----- Recorded information -----

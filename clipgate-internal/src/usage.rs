use axum::extract::Request;
use axum::http::HeaderMap;
use chrono::{DateTime, Utc};
use serde::{Deserialize, Serialize};
use std::sync::atomic::{AtomicU64, Ordering};
use std::sync::Arc;
use uuid::Uuid;

use crate::auth::Principal;
use crate::error::{Error, ErrorDetails};
use crate::store::SharedStore;

/// Stream the usage ledger is appended to.
pub const USAGE_STREAM: &str = "usage:log";

/// Approximate cap on the stream. Downstream consumers (billing, analytics)
/// are expected to drain entries well before this is reached.
pub const USAGE_STREAM_MAXLEN: usize = 100_000;

/// One line of the usage ledger: who asked for what, what came back, and how
/// long it took. Appended for every billable request, including rejections of
/// a resolved principal.
#[derive(Debug, Clone, PartialEq, Serialize, Deserialize)]
pub struct UsageRecord {
    pub id: Uuid,
    pub principal_id: Uuid,
    pub email: String,
    /// Masked credential, never the plaintext key.
    pub api_key_masked: String,
    pub endpoint: String,
    pub video_url: Option<String>,
    pub success: bool,
    pub status_code: u16,
    pub cached: bool,
    pub latency_ms: u64,
    /// Stable error kind when the request did not succeed.
    pub error: Option<String>,
    pub client_ip: String,
    pub user_agent: Option<String>,
    pub created_at: DateTime<Utc>,
}

impl UsageRecord {
    pub fn new(principal: &Principal, endpoint: impl Into<String>) -> Self {
        Self {
            id: Uuid::now_v7(),
            principal_id: principal.id,
            email: principal.email.clone(),
            api_key_masked: principal.key_masked.clone(),
            endpoint: endpoint.into(),
            video_url: None,
            success: false,
            status_code: 0,
            cached: false,
            latency_ms: 0,
            error: None,
            client_ip: "unknown".to_string(),
            user_agent: None,
            created_at: Utc::now(),
        }
    }

    /// Fill in client network metadata from request headers.
    pub fn with_client(mut self, headers: &HeaderMap) -> Self {
        self.client_ip = client_ip(headers);
        self.user_agent = headers
            .get(axum::http::header::USER_AGENT)
            .and_then(|v| v.to_str().ok())
            .map(String::from);
        self
    }

    /// Record for a request rejected after its principal was resolved,
    /// such as a blocked account or an expired subscription.
    pub fn for_rejection(
        principal: &Principal,
        request: &Request,
        status_code: u16,
        error_kind: &str,
    ) -> Self {
        let mut record =
            Self::new(principal, request.uri().path()).with_client(request.headers());
        record.status_code = status_code;
        record.error = Some(error_kind.to_string());
        record
    }

    /// Flatten into stream fields. Stream entries cannot hold nulls, so
    /// absent optionals become empty strings.
    fn to_fields(&self) -> Vec<(&'static str, String)> {
        vec![
            ("id", self.id.to_string()),
            ("principal_id", self.principal_id.to_string()),
            ("email", self.email.clone()),
            ("api_key_masked", self.api_key_masked.clone()),
            ("endpoint", self.endpoint.clone()),
            ("video_url", self.video_url.clone().unwrap_or_default()),
            ("success", self.success.to_string()),
            ("status_code", self.status_code.to_string()),
            ("cached", self.cached.to_string()),
            ("latency_ms", self.latency_ms.to_string()),
            ("error", self.error.clone().unwrap_or_default()),
            ("client_ip", self.client_ip.clone()),
            ("user_agent", self.user_agent.clone().unwrap_or_default()),
            ("created_at", self.created_at.to_rfc3339()),
        ]
    }
}

/// Best-effort client address: first hop of `X-Forwarded-For`, then
/// `X-Real-IP`, then `"unknown"`.
fn client_ip(headers: &HeaderMap) -> String {
    if let Some(forwarded) = headers
        .get("x-forwarded-for")
        .and_then(|v| v.to_str().ok())
    {
        if let Some(first) = forwarded.split(',').next() {
            let first = first.trim();
            if !first.is_empty() {
                return first.to_string();
            }
        }
    }
    if let Some(real_ip) = headers.get("x-real-ip").and_then(|v| v.to_str().ok()) {
        let real_ip = real_ip.trim();
        if !real_ip.is_empty() {
            return real_ip.to_string();
        }
    }
    "unknown".to_string()
}

/// Append and drop counters for the recorder.
#[derive(Debug, Default)]
pub struct UsageRecorderMetrics {
    appended: AtomicU64,
    dropped: AtomicU64,
}

impl UsageRecorderMetrics {
    pub fn record_appended(&self) {
        self.appended.fetch_add(1, Ordering::Relaxed);
    }

    pub fn record_dropped(&self) {
        self.dropped.fetch_add(1, Ordering::Relaxed);
    }

    pub fn snapshot(&self) -> UsageRecorderMetricsSnapshot {
        UsageRecorderMetricsSnapshot {
            appended: self.appended.load(Ordering::Relaxed),
            dropped: self.dropped.load(Ordering::Relaxed),
        }
    }
}

#[derive(Debug, Clone, Copy, PartialEq, Eq)]
pub struct UsageRecorderMetricsSnapshot {
    pub appended: u64,
    pub dropped: u64,
}

/// Appends usage records to the shared stream. Recording is best-effort:
/// a failed append warns and drops the record, never the request.
pub struct UsageRecorder {
    store: SharedStore,
    metrics: Arc<UsageRecorderMetrics>,
}

impl UsageRecorder {
    pub fn new(store: SharedStore) -> Self {
        Self {
            store,
            metrics: Arc::new(UsageRecorderMetrics::default()),
        }
    }

    pub fn metrics(&self) -> Arc<UsageRecorderMetrics> {
        self.metrics.clone()
    }

    async fn try_append(&self, record: &UsageRecord) -> Result<(), Error> {
        let fields = record.to_fields();
        self.store
            .xadd_capped(USAGE_STREAM, USAGE_STREAM_MAXLEN, &fields)
            .await
            .map_err(|e| {
                Error::new(ErrorDetails::UsageAppend {
                    message: e.to_string(),
                })
            })
    }

    pub async fn append(&self, record: UsageRecord) {
        if !self.store.is_enabled() {
            self.metrics.record_dropped();
            tracing::debug!(
                principal_id = %record.principal_id,
                "shared store disabled, usage record dropped",
            );
            return;
        }

        match self.try_append(&record).await {
            Ok(()) => self.metrics.record_appended(),
            // The append error already logged itself
            Err(_) => self.metrics.record_dropped(),
        }
    }
}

-----

### Task statement
Please show each line in the records above that contains "derive".

### Answer space
#[derive(Debug, Clone, PartialEq, Serialize, Deserialize)]
#[derive(Debug, Default)]
#[derive(Debug, Clone, Copy, PartialEq, Eq)]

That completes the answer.